SALUTE ORALE VS SALUTE GENERALE

In questo blog vedremo qual è la relazione tra salute orale e salute generale, arrivando ad indicare gli organi maggiormente coinvolti.

La prima porta di accesso di batteri e agenti patogeni è la bocca, e questi possono poi facilmente diradarsi all’interno dell’organismo: questo si può tradurre, tendenzialmente, in malattie generali che possono essere condizionate da una cattiva salute orale. Vero è che alcune malattie del cavo orale possono essere anche influenzate da malattie sistemiche. Affermiamo quindi che esiste uno scambio tra le due entità, tra salute orale e salute generale del corpo. Alcuni studi hanno dimostrato che una scarsa salute orale, in particolare riferita alla perdita dei denti, provoca il peggioramento della salute sistemica delle persone, con una conseguente possibile predisposizione alla mortalità.

Iniziamo la nostra analisi della correlazione tra salute orale e salute generale dell’organismo parlando di ossa. Infatti, l’eventuale dolore alla schiena sofferto da alcuni soggetti può trovare una causa anche nella salute orale: questi dolori, infatti, possono essere legati ad una malocclusione dentale, ovvero il disallineamento tra l’arcata superiore e quella inferiore. Questo fattore può portare i denti a lavorare e utilizzare le forze in modo scorretto, sovraccaricando determinati muscoli e articolazioni che diventano la causa di mal di schiena e scompenso posturale.

Correlazione tra la bocca e il cuore

Come sono collegati? Dobbiamo sapere che gli agenti esterni che entrano nella cavità orale possono arrivare fino al cuore, innescando infiammazioni. Qui introduciamo la parodontite, ovvero la malattia dentale la cui componente batterica e infiammatoria può portare alla perdita denti. Questa, tramite la proliferazione di batteri all’interno di ‘tasche’, aumenta l’infiammazione generale rendendo meno fluido il sangue, portando ad una predisposizione alle malattie cardiovascolari e cardiache, come la sindrome coronarica acuta, ma anche ictus e aterosclerosi. Questa correlazione è stata dimostrata dalla scoperta di batteri parodontali negli ateromi coronarici che si formano nelle arterie, il che dimostra che con una salute orale migliore si potrebbe evitare la diffusione di questi batteri.

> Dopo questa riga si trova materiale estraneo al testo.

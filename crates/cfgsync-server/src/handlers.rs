use std::time::Duration;

use axum::{
    Json,
    extract::{Query, State},
    http::StatusCode,
    response::IntoResponse,
};
use cfgsync_core::{Digest, ReconcileOutcome, reconcile_until};
use serde::{Deserialize, Serialize};
use tokio::time::Instant;

use crate::error::ApiError;
use crate::server::AppState;

/// Upper bound on the slack reserved for writing the response once the
/// request deadline is reached.
const RESPONSE_MARGIN: Duration = Duration::from_secs(1);

#[derive(Serialize)]
pub struct HealthResponse<'a> {
    pub status: &'a str,
}

pub async fn healthz() -> impl IntoResponse {
    (StatusCode::OK, Json(HealthResponse { status: "ok" }))
}

/// Ready once the cached tier has been populated at least once.
pub async fn readyz(State(state): State<AppState>) -> impl IntoResponse {
    let synced = state
        .snapshot
        .as_ref()
        .is_none_or(|snapshot| snapshot.last_synced().is_some());
    if synced {
        (StatusCode::OK, Json(HealthResponse { status: "ready" }))
    } else {
        (
            StatusCode::SERVICE_UNAVAILABLE,
            Json(HealthResponse { status: "syncing" }),
        )
    }
}

#[derive(Debug, Deserialize)]
pub struct CheckParams {
    /// Requested digest, hex-encoded SHA-256.
    pub c: Option<String>,
}

/// `POST /sidecar/v1/config?c={digest}`
pub async fn check_config(
    State(state): State<AppState>,
    Query(params): Query<CheckParams>,
) -> Result<Json<ReconcileOutcome>, ApiError> {
    let requested = Digest::parse(params.c.as_deref().unwrap_or_default())?;
    let deadline = Instant::now() + request_budget(state.request_timeout);
    let outcome = reconcile_until(&state.ctx, &requested, deadline).await?;
    Ok(Json(outcome))
}

fn request_budget(request_timeout: Duration) -> Duration {
    let margin = RESPONSE_MARGIN.min(request_timeout / 10);
    request_timeout.saturating_sub(margin)
}
//! Tiered reconciliation of the local configuration artifact.
//!
//! Each request walks `CheckLocal -> CheckCached -> CheckLive -> Done`,
//! stopping at the first tier whose digest equals the requested one. Tiers
//! are strictly sequential so the cheapest check always gets the chance to
//! short-circuit. A resolver failure ends the request: escalating past
//! missing resource state would not produce a different answer.

use std::time::Duration;

use tokio::time::Instant;
use tracing::instrument;

use crate::directory::{DynDirectory, ResourceDirectory};
use crate::error::ReconcileError;
use crate::materializer::{DynMaterializer, Materializer};
use crate::store::{DynArtifactStore, read_local};
use crate::types::{ConfigArtifact, Digest, ReconcileOutcome, TenantIdentity, Verdict};

/// Default budget for the live tier.
pub const DEFAULT_LIVE_TIMEOUT: Duration = Duration::from_secs(10);

/// Collaborators for one agent, passed explicitly into every request.
#[derive(Clone)]
pub struct ReconcileContext {
    pub tenant: TenantIdentity,
    pub cached: DynDirectory,
    pub live: DynDirectory,
    pub store: DynArtifactStore,
    pub materializer: DynMaterializer,
    pub live_timeout: Duration,
}

impl ReconcileContext {
    pub fn new(
        tenant: TenantIdentity,
        cached: DynDirectory,
        live: DynDirectory,
        store: DynArtifactStore,
        materializer: DynMaterializer,
    ) -> Self {
        Self {
            tenant,
            cached,
            live,
            store,
            materializer,
            live_timeout: DEFAULT_LIVE_TIMEOUT,
        }
    }

    #[must_use]
    pub fn with_live_timeout(mut self, timeout: Duration) -> Self {
        self.live_timeout = timeout;
        self
    }
}

impl std::fmt::Debug for ReconcileContext {
    fn fmt(&self, f: &mut std::fmt::Formatter<'_>) -> std::fmt::Result {
        f.debug_struct("ReconcileContext")
            .field("tenant", &self.tenant)
            .field("artifact", &self.store.path())
            .field("live_timeout", &self.live_timeout)
            .finish_non_exhaustive()
    }
}

#[derive(Debug)]
enum Stage {
    CheckLocal,
    CheckCached,
    CheckLive,
    Done { verdict: Verdict, wrote: bool },
}

enum TierCheck {
    Match(ConfigArtifact),
    Miss(Digest),
}

/// Reconciles against `requested` with only the context's live timeout as
/// the bound on the control-plane call.
///
/// # Errors
///
/// See [`reconcile_until`].
pub async fn reconcile(
    ctx: &ReconcileContext,
    requested: &Digest,
) -> Result<ReconcileOutcome, ReconcileError> {
    reconcile_until(ctx, requested, Instant::now() + ctx.live_timeout).await
}

/// Reconciles the local artifact against `requested`.
///
/// The live tier is bounded by the earlier of `deadline` and the context's
/// live timeout.
///
/// # Errors
///
/// - `LocalRead` if the local artifact cannot be read (no escalation)
/// - the cached or live tier's resolution error (no further escalation)
/// - `LiveCallTimedOut` if the live tier exceeds its budget
/// - `Unresolvable` if the live canonical digest differs from `requested`
/// - `WriteError` if a match was found but could not be persisted
#[instrument(skip_all, fields(tenant = %ctx.tenant, requested = %requested))]
pub async fn reconcile_until(
    ctx: &ReconcileContext,
    requested: &Digest,
    deadline: Instant,
) -> Result<ReconcileOutcome, ReconcileError> {
    let mut stage = Stage::CheckLocal;

    loop {
        tracing::debug!(stage = ?stage, "reconcile stage");
        stage = match stage {
            Stage::CheckLocal => {
                let (_, local) = read_local(ctx.store.as_ref()).await?;
                if local == *requested {
                    Stage::Done {
                        verdict: Verdict::LocalMatch,
                        wrote: false,
                    }
                } else {
                    tracing::debug!(local = %local, "local digest differs");
                    Stage::CheckCached
                }
            }
            Stage::CheckCached => match check_tier(ctx, ctx.cached.as_ref(), requested).await? {
                TierCheck::Match(artifact) => {
                    write_through(ctx, &artifact).await?;
                    Stage::Done {
                        verdict: Verdict::CachedMatch,
                        wrote: true,
                    }
                }
                TierCheck::Miss(cached) => {
                    tracing::debug!(cached = %cached, "cached digest differs");
                    Stage::CheckLive
                }
            },
            Stage::CheckLive => {
                let now = Instant::now();
                let budget = ctx.live_timeout.min(deadline.saturating_duration_since(now));
                let check = tokio::time::timeout_at(
                    now + budget,
                    check_tier(ctx, ctx.live.as_ref(), requested),
                )
                .await
                .map_err(|_| ReconcileError::LiveCallTimedOut { timeout: budget })??;

                match check {
                    TierCheck::Match(artifact) => {
                        write_through(ctx, &artifact).await?;
                        Stage::Done {
                            verdict: Verdict::LiveMatch,
                            wrote: true,
                        }
                    }
                    TierCheck::Miss(canonical) => {
                        return Err(ReconcileError::Unresolvable {
                            requested: requested.clone(),
                            canonical,
                        });
                    }
                }
            }
            Stage::Done { verdict, wrote } => {
                tracing::info!(verdict = %verdict, wrote, "configuration reconciled");
                return Ok(ReconcileOutcome {
                    verdict,
                    digest: requested.clone(),
                    wrote,
                });
            }
        };
    }
}

/// Resolves and renders the canonical artifact at one tier.
async fn check_tier(
    ctx: &ReconcileContext,
    directory: &dyn ResourceDirectory,
    requested: &Digest,
) -> Result<TierCheck, ReconcileError> {
    let tier = directory.tier();
    let source = directory.resolve(&ctx.tenant).await?;
    let rendered = ctx.materializer.materialize(&source).map_err(|source_err| {
        ReconcileError::SecretMalformed {
            tier,
            namespace: source.secret.namespace.clone(),
            name: source.secret.name.clone(),
            source: source_err,
        }
    })?;
    if !rendered.has_credentials() {
        return Err(ReconcileError::CredentialsIncomplete {
            tier,
            root_user: rendered.root_user_present,
            root_password: rendered.root_password_present,
        });
    }

    let digest = rendered.artifact.digest();
    if digest == *requested {
        Ok(TierCheck::Match(rendered.artifact))
    } else {
        Ok(TierCheck::Miss(digest))
    }
}

async fn write_through(
    ctx: &ReconcileContext,
    artifact: &ConfigArtifact,
) -> Result<(), ReconcileError> {
    ctx.store.write_atomic(artifact).await?;
    Ok(())
}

Polmoni e intestino: come sono legati alla salute orale?

Altrettanto molto importante è il legame tra cavo orale e strutture respiratorie, le quali rappresentano la prima stazione in cui si fermano i batteri che arrivano dalla bocca provocando possibili patologie respiratorie o l’abbassamento delle difese immunitarie (oltre alla frequente compromissione parodontale, che aumenta la quantità di microbi in circolo). Anche in questo contesto la malattia parodontale può avere un forte impatto, tanto da essere inserita nella lista delle patologie da evitare in ottica preventiva per la formazione del cancro al polmone.

Da alcuni studi è stato rilevato che una scarsa salute della bocca è associata ad una maggiore incidenza di broncopolmonite. Anche la salute dell’intestino è collegata in modo diretto a quella della bocca: i soggetti con malattie infiammatore intestinali, come la colite ulcerosa, hanno maggiore probabilità di sviluppare parodontiti e incidere sulla condizione del cavo orale. La diffusione dei microbi che arrivano dalla bocca all’intestino aggravano diverse malattie gastrointestinali, tra cui la sindrome dell’intestino irritabile, la malattia infiammatoria intestinale e il cancro del colon-retto.

E il mal di testa?

Una salute orale piuttosto precaria può portare anche a mal di testa, cefalee e cervicali. Questo perché il disallineamento dentale, carie, perdita di denti o denti del giudizio mal posizionati possono creare disturbi sull’equilibrio e sul tono muscolare tanto da affaticare alcuni muscoli specifici che portano alle cefalee cosiddette muscolo-tensive.

Conclusioni

Considerando il ruolo centrale dei tessuti che sostengono i denti, è importante sottolineare il ruolo delle cure odontoiatriche e del dentista. Anche se è vero che alcuni soggetti sono predisposti per natura alla malattia parodontale, non va mai sottovalutata la prevenzione. È bene seguire un’igiene orale adeguata, con lavaggi dei denti dopo ogni pasto pulendo non solo le superfici interne ed esterne del dente ma soprattutto quelle interdentali attraverso fili e scovolini. Lo spazzolamento deve essere accurato e raggiungere tutte le superfici dentali, anche quelle più posteriori. Senza mai dimenticarsi di recarsi dal proprio dentista almeno due volte l’anno, così da intercettare eventuali patologie parodontali che, come dimostrato, possono essere un rischio da un punto di vista cardiovascolare, polmonare e intestinale.